R. - La situazione è migliore sebbene sia
complicata anche dalle piogge stagionali che causano alcune inondazioni. Ma, soprattutto,
in un Paese di 8 milioni di persone circa, un milione di sfollati crea una situazione
di estremo disagio anche nel resto del Paese.

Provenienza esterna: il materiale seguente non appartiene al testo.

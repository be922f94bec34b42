use criterion::{criterion_group, criterion_main, Criterion};

use plexus_core::priors::default_strategy;
use plexus_core::types::{GraphNode, NodeId, NodeType, RelationType, StrategyId};
use plexus_retrieval::GraphStore;

/// Chain-of-rings graph: each node links forward and into a small cycle,
/// roughly the shape ingestion produces for narrative content.
fn build_graph(nodes: usize) -> GraphStore {
    let mut store = GraphStore::new();
    for i in 0..nodes {
        let mut node = GraphNode::new(format!("n{i}"), NodeType::Concept)
            .with_edge(format!("n{}", (i + 1) % nodes), RelationType::Follows)
            .with_edge(format!("n{}", (i + 7) % nodes), RelationType::References);
        if i % 3 == 0 {
            node = node.with_edge(format!("n{}", (i + 2) % nodes), RelationType::Defines);
        }
        store.insert(&node);
    }
    store
}

fn bench_score(c: &mut Criterion) {
    let store = build_graph(1_000);
    let strategy = default_strategy(StrategyId::Semantic);
    let anchors: Vec<NodeId> = vec!["n0".into(), "n100".into(), "n500".into()];

    c.bench_function("graph_score_hop3_1k_nodes", |b| {
        b.iter(|| {
            std::hint::black_box(store.score(
                &anchors,
                &"n105".into(),
                &strategy,
                3,
            ))
        })
    });
}

criterion_group!(benches, bench_score);
criterion_main!(benches);
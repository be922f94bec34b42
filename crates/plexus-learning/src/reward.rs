//! Reward decomposition: one feedback event becomes three scalars in
//! [0,1], one per layer, via fixed weighted sums of sub-judgments.
//!
//! Missing sub-fields default to a neutral 0.5 so incomplete feedback is
//! not penalized. Out-of-range scores are rejected outright at
//! validation, never partially applied.

use plexus_core::errors::{LearningError, PlexusResult};
use plexus_core::feedback::{FeedbackEvent, LayerJudgments};
use plexus_core::types::{FeedbackLevel, Weight};

/// Retrieval reward mix: relevance / completeness / ranking quality.
const RETRIEVAL_MIX: [f64; 3] = [0.4, 0.3, 0.3];
/// Reasoning reward mix: strategy agreement / step validity / support.
const REASONING_MIX: [f64; 3] = [0.5, 0.3, 0.2];
/// Synthesis reward mix: answer correctness / ranking correctness.
const SYNTHESIS_MIX: [f64; 2] = [0.6, 0.4];

/// The three per-layer rewards decomposed from one feedback event.
#[derive(Debug, Clone, Copy, PartialEq)]
pub struct LayerRewards {
    pub retrieval: f64,
    pub reasoning: f64,
    pub synthesis: f64,
}

impl LayerRewards {
    pub fn get(&self, level: FeedbackLevel) -> f64 {
        match level {
            FeedbackLevel::Retrieval => self.retrieval,
            FeedbackLevel::Reasoning => self.reasoning,
            FeedbackLevel::Synthesis => self.synthesis,
        }
    }
}

fn from_bool(value: Option<bool>) -> f64 {
    match value {
        Some(true) => 1.0,
        Some(false) => 0.0,
        None => Weight::NEUTRAL,
    }
}

fn from_unit(value: Option<f64>) -> f64 {
    value.unwrap_or(Weight::NEUTRAL)
}

/// Reject malformed feedback at the boundary: any explicit score outside
/// [0,1] invalidates the whole event.
pub fn validate(event: &FeedbackEvent) -> PlexusResult<()> {
    let j = &event.judgments;
    let unit_fields = [
        ("retrieval.ranking_quality", j.retrieval.ranking_quality),
        ("reasoning.strategy_agreement", j.reasoning.strategy_agreement),
        ("synthesis.ranking_correct", j.synthesis.ranking_correct),
    ];
    for (name, value) in unit_fields {
        if let Some(v) = value {
            if !(0.0..=1.0).contains(&v) || v.is_nan() {
                return Err(LearningError::InvalidJudgment(format!(
                    "{name} out of range: {v}"
                ))
                .into());
            }
        }
    }
    Ok(())
}

/// Decompose validated judgments into per-layer rewards.
pub fn decompose(judgments: &LayerJudgments) -> LayerRewards {
    let retrieval = RETRIEVAL_MIX[0] * from_bool(judgments.retrieval.sources_relevant)
        + RETRIEVAL_MIX[1] * from_bool(judgments.retrieval.sources_complete)
        + RETRIEVAL_MIX[2] * from_unit(judgments.retrieval.ranking_quality);

    let reasoning = REASONING_MIX[0] * from_unit(judgments.reasoning.strategy_agreement)
        + REASONING_MIX[1] * from_bool(judgments.reasoning.steps_valid)
        + REASONING_MIX[2] * from_bool(judgments.reasoning.conclusion_supported);

    let synthesis = SYNTHESIS_MIX[0] * from_bool(judgments.synthesis.answer_correct)
        + SYNTHESIS_MIX[1] * from_unit(judgments.synthesis.ranking_correct);

    LayerRewards {
        retrieval,
        reasoning,
        synthesis,
    }
}

/// Credit multiplier for a feedback event `n` retrieval iterations before
/// the final one. The final iteration shaped the judged answer and gets
/// full credit; earlier iterations decay geometrically.
pub fn iteration_credit(iterations_from_final: u32, decay: f64) -> f64 {
    decay.powi(iterations_from_final as i32)
}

D. - Qual è ora la situazione
politica nel Paese e quali sono le aspettative dei somali?
R. - Le istituzioni
esistono ancora sebbene il primo ministro sia dimissionario; esiste un presidente,
esiste un governo, esiste un parlamento. Il problema è che di fronte alla ribellione
che è esplosa a Mogadiscio con l’arrivo delle truppe etiopi, questo governo non riesce
a mettere in campo nessuna iniziativa politica ma solo una logica militare.
D.
- Di cosa avrebbe bisogno oggi la Somalia da parte della Comunità internazionale?
R.
- Credo sia molto semplice. Si tratta di un intervento a livello di pressioni politiche,
fatte dagli attori giusti, che possano evitare questa catastrofe umanitaria che si
profila ormai molto vicina.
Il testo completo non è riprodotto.